Frieden ist ein Lebenswert, zahlbar unter anderem mit Entschiedenheit, Entschlossenheit, Ausdauer, Belastbarkeit, Geduld und Einfühlungsvermögen sowie in allen Währungen der Aufrichtigkeit.


9799

Bildung erkühne sich, sich vor Missbrauch zu schützen.


9800

Philosophie der Freiheit ist keine Religion, aber sehr wohl ein Phänomen der Realität wie auch von Spiritualität.


9801

Der Schreck kann lähmen, aufwecken und beflügeln, abhängig von seiner Ursache und von seinem Zeitpunkt.


9802

Luft riecht nicht, aber das Leben, ungepflegt stinkt es – physisch wie psychisch.


9803

Freude geben bereichert das Leben; man muss es lieben.



© Raymond Walden




Dienstag, 3. Februar 2026

Sequenzen von Skepsis (753)

 


Aphorismen zum Nachdenken und Zitieren:


9770

Feindbilder werden gebraucht, um überhaupt Kriege führen zu können. Dabei zeigt sich immer wieder, dass alles, was man dem Gegner vorwirft oder unterstellt, in nahezu identischer Art und Weise für beide Kontrahenten zutrifft.


9771

Angsterzeugung ist die Macht aller primitiven Herrschaftssysteme und skrupelloser Geschäftemacher („Dealer“).


9772

Ich stehe ergriffen vor Menschenwerk und Natur, erschüttert vor Naturgewalten und Katastrophen, entsetzt vor (un)menschlicher Zerstörungswut und Niedertracht, aber ermutigt und tief berührt vor menschlichem Können und edlem Geist.


9773

Unterschied zwischen Putin und Trump? Auffallend marginal.


9774

Tritt zurück von der Bahnsteigkante, solange der Zug rollt. Du weißt kaum, welche Rolle so mancher Passagier spielt.


9775

Bedenke, du alterst nicht allein, deine Zeitgenossen sitzen im selben Boot, schauen dennoch in vielleicht ganz andere Richtungen, aus ganz anderen Winkeln, gerade auch in ähnlichem Schwächeln, Erinnern und Vergessen. Toleranz wird zu ganz besonderer Tugend.


9776

Infrastruktur bildet das Herz des Staates, also auch ein wesentliches Element seines Charakters.


9777

Erst verlottert die Sprache, bald der Inhalt, der sich schon im Gesichtsausdruck verspannt.


9778

Halluzinationen beweisen die Vortäuschung des Nichts.
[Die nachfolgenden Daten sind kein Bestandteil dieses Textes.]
//! Application configuration read from environment variables.
//!
//! Sensitive fields are marked and must never be logged.

use anyhow::{Context, bail};
use derive_more::Display;
use envconfig::Envconfig;
use std::{str::FromStr, sync::OnceLock};

/// Where tables and accounts live
#[derive(Debug, Display, Clone, Copy, PartialEq, Eq)]
pub enum DataBackend {
    #[display("supabase")]
    Supabase,
    #[display("sqlite")]
    Sqlite,
}

impl FromStr for DataBackend {
    type Err = anyhow::Error;

    fn from_str(s: &str) -> Result<Self, Self::Err> {
        match s.trim().to_lowercase().as_str() {
            "supabase" => Ok(DataBackend::Supabase),
            "sqlite" => Ok(DataBackend::Sqlite),
            other => bail!("unknown data backend `{other}`, expected supabase or sqlite"),
        }
    }
}

#[derive(Envconfig, Clone)]
pub struct AppConfig {
    /// Environment name to deploy the app (NON-SENSITIVE)
    /// Values: "local", "dev", "prod"
    #[envconfig(from = "ENV", default = "local")]
    pub env: String,

    #[envconfig(from = "DATA_BACKEND", default = "supabase")]
    pub data_backend: DataBackend,

    /// Local database, only read by the sqlite backend (NON-SENSITIVE)
    /// Example: "sqlite:data/petglow.db?mode=rwc"
    #[envconfig(from = "DB_HOST", default = "sqlite:data/petglow.db?mode=rwc")]
    pub db_host: String,

    /// Hosted backend project url (NON-SENSITIVE)
    /// Example: "https://xyzcompany.supabase.co"
    #[envconfig(from = "SUPABASE_URL", default = "")]
    pub supabase_url: String,

    /// 🔒 SENSITIVE: hosted backend anon key, sent as `apikey` and bearer token
    #[envconfig(from = "SUPABASE_ANON_KEY", default = "")]
    pub supabase_anon_key: String,

    /// Host address for the cookies domain (NON-SENSITIVE)
    #[envconfig(from = "WEB_SERVER_HOST", default = "localhost")]
    pub web_server_host: String,

    #[envconfig(from = "WEB_SERVER_PORT", default = "8080")]
    pub web_server_port: u16,

    /// Path to SSL private key file, used in prod (SENSITIVE PATH)
    #[envconfig(from = "PRIVATE_KEY_PATH", default = "server.key")]
    pub private_key_path: String,

    #[envconfig(from = "CERTIFICATE_PATH", default = "server.crt")]
    pub certificate_path: String,

    /// 🔒 SENSITIVE: CSRF protection password (UUID format)
    #[envconfig(from = "CSRF_PASS")]
    pub csrf_pass: String,

    /// 🔒 SENSITIVE: CSRF protection salt (UUID format)
    #[envconfig(from = "CSRF_SALT")]
    pub csrf_salt: String,

    /// 🔒 SENSITIVE: logfire write token, logs go to the terminal when empty
    #[envconfig(from = "LOGFIRE_TOKEN", default = "")]
    pub logfire_token: String,
}

impl AppConfig {
    pub fn is_prod(&self) -> bool {
        self.env.to_lowercase() == "prod"
    }

    pub fn has_logfire(&self) -> bool {
        !self.logfire_token.trim().is_empty()
    }

    pub fn validate(&self) -> anyhow::Result<()> {
        if self.data_backend == DataBackend::Supabase
            && (self.supabase_url.trim().is_empty() || self.supabase_anon_key.trim().is_empty())
        {
            bail!("SUPABASE_URL and SUPABASE_ANON_KEY are required by the supabase backend");
        }

        if self.csrf_pass.trim().is_empty() || self.csrf_salt.trim().is_empty() {
            bail!("CSRF_PASS and CSRF_SALT are required");
        }

        Ok(())
    }
}

/// Global application configuration, set once by [init_config]
pub static APP_CONFIG: OnceLock<AppConfig> = OnceLock::new();

pub fn init_config() -> anyhow::Result<()> {
    let app_config = AppConfig::init_from_env().context("failed to read app config from env")?;
    app_config.validate()?;

    APP_CONFIG
        .set(app_config)
        .map_err(|_| anyhow::anyhow!("app config already initialized"))
}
In Politik, Pubertät und Religion besonders vertreten.


9779

Es ist schon verquer, wie angeblich Friedliebende fremdgehen und bei Friedenskonsequenzen blockieren, um heißen Hass abzublasen.


9780

Es regiert das Verbrechen das Versprechen.


9781

Als Gott sprach, hatte ihn der Mensch bereits erfunden, so bedingungslos ersehnt.


9782

Ein Sonnenaufgang überzeugt durch seine glühende wie kühle Stille. Lediglich zuschauen kann der Mensch und sich auch an der Zuverlässigkeit erkühnen.


9783

Um das Gesicht zu wahren, es nicht zu verlieren, um nicht darauf zu fallen, muss man erst einmal ein nicht nur physisches sein Eigen nennen.


9784

Was Leute glauben, ist so unglaublich, dass es gut ist zu wissen, was einem da unter Umständen begegnet. Denn alles ist möglich. Man wappne sich in eigenem Interesse.


9785

Ideologie, Religion und Indoktrination straffen sich als rigorose Zügel intelligenter Freiheit und scheuen keineswegs vor der Strangulation.


9786

Humanität und Krieg vernichten sich gegenseitig. Man muss Partei ergreifen; als Mensch hat man nur eine Wahl.